Kekerasan digital terjadi akibat dari penyalahgunaan penggunaan teknologi seperti melecehkan, menguntit, mengintimidasi anak, dsb secara online biasanya terjadi di media sosial. Maka, sebaiknya orangtua tidak mengizinkan anak di bawah umur untuk memiliki akun pribadi di media sosial dan memegang gawai tanpa adanya pengawasan dari orangtua.
Ayo, Bergerak!
Kenapa anak rentan mengalami kekerasan? Setidaknya menurut Ibu Gisella Tani Pratiwi ada 4 alasan, yaitu : pola pikir anak yang sederhana, anak dianggap objek/hak milik, ketimpangan gender, serta sikap permisif dan kurang memahami konsep kekerasan terhadap anak (KTA).

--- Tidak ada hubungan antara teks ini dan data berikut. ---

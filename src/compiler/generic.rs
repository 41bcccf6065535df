// Fallback for visual types without a dedicated family

use super::{CompileContext, FamilyCompiler};
use crate::data::Value;
use crate::ir::{ChartSpec, SeriesSpec};

/// Emits one series per bound measure, labelled by each group's leading dimensions
pub struct GenericCompiler;

impl FamilyCompiler for GenericCompiler {
    fn compile(&self, ctx: &CompileContext<'_>) -> ChartSpec {
        let labels: Vec<String> = ctx
            .shaped
            .iter()
            .map(|d| d.category().map(Value::display).unwrap_or_default())
            .collect();

        let names: Vec<&str> = ctx
            .shaped
            .first()
            .map(|d| d.measures.iter().map(|m| m.label.as_str()).collect())
            .unwrap_or_default();

        let series: Vec<SeriesSpec> = names
            .iter()
            .enumerate()
            .map(|(i, name)| {
                let data = ctx.shaped.iter().map(|d| d.measures.get(i).map_or(0.0, |m| m.value)).collect();
                let mut s = SeriesSpec::new(*name, data, ctx.palette.color_at(i));
                s.labels = labels.clone();
                s
            })
            .collect();

        let mut spec = ChartSpec::new(ctx.entry.kind);
        spec.category_colors = ctx.palette.assign(labels.len());
        spec.legend = ctx.legend(if series.len() > 1 {
            series.iter().map(|s| s.name.clone()).collect()
        } else {
            Vec::new()
        });
        spec.series = series;
        spec
    }
}
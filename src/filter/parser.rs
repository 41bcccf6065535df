// Filter expression grammar
//
//   expr      := and_expr ("or" and_expr)*
//   and_expr  := not_expr ("and" not_expr)*
//   not_expr  := "not" not_expr | "(" expr ")" | condition
//   condition := field test
//   test      := "is" ["not"] "blank"
//              | ["not"] "in" "(" literal ("," literal)* ")"
//              | "contains" string | "starts_with" string
//              | cmp_op literal

use nom::{
    branch::alt,
    bytes::complete::tag,
    character::complete::char,
    combinator::{all_consuming, map, opt, value},
    multi::{many0, separated_list1},
    sequence::{delimited, pair, preceded},
    IResult,
};

use super::ast::{CompareOp, Predicate};
use super::lexer::{field_name, keyword, literal, string_literal, ws};
use super::FilterParseError;
use crate::data::Value;

/// Parse a complete filter expression
pub fn parse_filter(input: &str) -> Result<Predicate, FilterParseError> {
    if input.trim().is_empty() {
        return Err(FilterParseError::Empty);
    }
    match all_consuming(ws(expression))(input) {
        Ok((_, predicate)) => Ok(predicate),
        Err(nom::Err::Error(e)) | Err(nom::Err::Failure(e)) => Err(FilterParseError::Syntax {
            position: input.len() - e.input.len(),
            near: e.input.chars().take(20).collect(),
        }),
        Err(nom::Err::Incomplete(_)) => Err(FilterParseError::Syntax {
            position: input.len(),
            near: String::new(),
        }),
    }
}

pub fn expression(input: &str) -> IResult<&str, Predicate> {
    let (input, first) = and_expr(input)?;
    let (input, rest) = many0(preceded(ws(keyword("or")), and_expr))(input)?;
    Ok((input, join(first, rest, |predicates| Predicate::Or { predicates })))
}

fn and_expr(input: &str) -> IResult<&str, Predicate> {
    let (input, first) = not_expr(input)?;
    let (input, rest) = many0(preceded(ws(keyword("and")), not_expr))(input)?;
    Ok((input, join(first, rest, |predicates| Predicate::And { predicates })))
}

fn join(first: Predicate, rest: Vec<Predicate>, combine: impl FnOnce(Vec<Predicate>) -> Predicate) -> Predicate {
    if rest.is_empty() {
        return first;
    }
    let mut predicates = Vec::with_capacity(rest.len() + 1);
    predicates.push(first);
    predicates.extend(rest);
    combine(predicates)
}

fn not_expr(input: &str) -> IResult<&str, Predicate> {
    alt((
        map(preceded(ws(keyword("not")), not_expr), |p| Predicate::Not { predicate: Box::new(p) }),
        delimited(ws(char('(')), expression, ws(char(')'))),
        condition,
    ))(input)
}

enum Test {
    Blank(bool),
    In(Vec<Value>, bool),
    Contains(String),
    StartsWith(String),
    Compare(CompareOp, Value),
}

fn compare_op(input: &str) -> IResult<&str, CompareOp> {
    alt((
        value(CompareOp::Le, tag("<=")),
        value(CompareOp::Ge, tag(">=")),
        value(CompareOp::Ne, tag("!=")),
        value(CompareOp::Ne, tag("<>")),
        value(CompareOp::Eq, tag("==")),
        value(CompareOp::Eq, tag("=")),
        value(CompareOp::Lt, tag("<")),
        value(CompareOp::Gt, tag(">")),
    ))(input)
}

fn predicate_tail(input: &str) -> IResult<&str, Test> {
    alt((
        map(
            preceded(ws(keyword("is")), pair(opt(ws(keyword("not"))), ws(keyword("blank")))),
            |(negated, _)| Test::Blank(negated.is_some()),
        ),
        map(
            pair(
                opt(ws(keyword("not"))),
                preceded(
                    ws(keyword("in")),
                    delimited(ws(char('(')), separated_list1(ws(char(',')), ws(literal)), ws(char(')'))),
                ),
            ),
            |(negated, values)| Test::In(values, negated.is_some()),
        ),
        map(preceded(ws(keyword("contains")), ws(string_literal)), Test::Contains),
        map(
            preceded(ws(alt((keyword("starts_with"), keyword("startswith")))), ws(string_literal)),
            Test::StartsWith,
        ),
        map(pair(ws(compare_op), ws(literal)), |(op, v)| Test::Compare(op, v)),
    ))(input)
}

fn condition(input: &str) -> IResult<&str, Predicate> {
    let (input, field) = ws(field_name)(input)?;
    let (input, test) = predicate_tail(input)?;
    let predicate = match test {
        Test::Blank(negated) => Predicate::IsBlank { field, negated },
        Test::In(values, negated) => Predicate::In { field, values, negated },
        Test::Contains(value) => Predicate::Contains { field, value },
        Test::StartsWith(value) => Predicate::StartsWith { field, value },
        Test::Compare(op, value) => Predicate::Compare { field, op, value },
    };
    Ok((input, predicate))
}

#[cfg(test)]
mod tests {
    use super::*;

    #[test]
    fn test_parse_comparison() {
        let p = parse_filter("sales >= 100").unwrap();
        assert_eq!(p, Predicate::compare("sales", CompareOp::Ge, 100.0));
        let p = parse_filter("[Order Region] = \"North\"").unwrap();
        assert_eq!(p, Predicate::compare("Order Region", CompareOp::Eq, "North"));
    }

    #[test]
    fn test_precedence() {
        // and binds tighter than or
        let p = parse_filter("a = 1 or b = 2 and c = 3").unwrap();
        match p {
            Predicate::Or { predicates } => {
                assert_eq!(predicates.len(), 2);
                assert!(matches!(predicates[1], Predicate::And { .. }));
            }
            other => panic!("expected or, got {:?}", other),
        }
    }

    #[test]
    fn test_parentheses_and_not() {
        let p = parse_filter("not (region = 'North' or region = 'South')").unwrap();
        match p {
            Predicate::Not { predicate } => assert!(matches!(*predicate, Predicate::Or { .. })),
            other => panic!("expected not, got {:?}", other),
        }
    }

    #[test]
    fn test_in_and_blank() {
        let p = parse_filter("region not in ('North', 'East')").unwrap();
        assert_eq!(
            p,
            Predicate::In {
                field: "region".to_string(),
                values: vec![Value::from("North"), Value::from("East")],
                negated: true,
            }
        );
        let p = parse_filter("[Ship Date] is not blank").unwrap();
        assert_eq!(
            p,
            Predicate::IsBlank {
                field: "Ship Date".to_string(),
                negated: true,
            }
        );
    }

    #[test]
    fn test_text_operators() {
        assert!(matches!(parse_filter("name contains \"an\"").unwrap(), Predicate::Contains { .. }));
        assert!(matches!(parse_filter("name starts_with 'A'").unwrap(), Predicate::StartsWith { .. }));
    }

    #[test]
    fn test_case_insensitive_keywords() {
        assert!(parse_filter("a = 1 AND NOT b = 2").is_ok());
        assert!(parse_filter("a IN (1, 2)").is_ok());
    }

    #[test]
    fn test_errors() {
        assert_eq!(parse_filter("   "), Err(FilterParseError::Empty));
        assert!(matches!(parse_filter("sales >"), Err(FilterParseError::Syntax { .. })));
        assert!(matches!(parse_filter("sales = 1 extra"), Err(FilterParseError::Syntax { .. })));
        assert!(parse_filter("(a = 1").is_err());
        assert!(parse_filter("a in ()").is_err());
    }
}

Sehingga sebagai orang tua, saya ingin mengajak para parents untuk turut serta melawan KTA. Caranya bisa dengan melakukan hal-hal berikut ini.
- Belajar mengenai pola asuh positif dan tidak bersikap patriarkis.
- Memberikan kesempatan kepada anak mengembangkan potensi dan mengekspolasi emosi.
- Mengedukasi anak mengenai hal yang berkaitan dengan KTA.
- Memberikan perlindungan dan rasa aman pada anak.
- Menghubungi pihak berwajib dan memberi akses kebutuhan anak jika menemukan kasus KTA ini.
- Mendukung penerapan sistem peradilan dan perlidungan yang berpihak pada kepentingan anak.
Bagaimana parents, sudah siap bergerak? Tunjukkan aksi nyata kita. Ayo kita lawan kekerasan terhadap anak! Oh ya, yuk simak video ini, agar parents bisa tahu lebih banyak tentang gerakan anti kekerasan berbasis gender.
92 Komentar. Leave new
Bener banget kak, anak-anak rentan terhadap kekerasan. Semoga dengan adanya webinar dari Kemdikbud ini banyak orang sadar.
Hiks.. iya. Sebagai ibu, rasanya miris dengan kenyataan dan data yang ditayangkan di webinar ini.
Wah banyak banget ya korbannya. Itu yang terdata loh. Bagaimana yang tidak terdata? Kemarin anak tetanggaku juga abis dipukul sama sandal di kepalanya. Miris banget lihat orangtuanya. Akhirnya anaknya dimasukkan pesantren. Ga lama kemudian, pasangan suami istri itu bercerai. Sedih deh.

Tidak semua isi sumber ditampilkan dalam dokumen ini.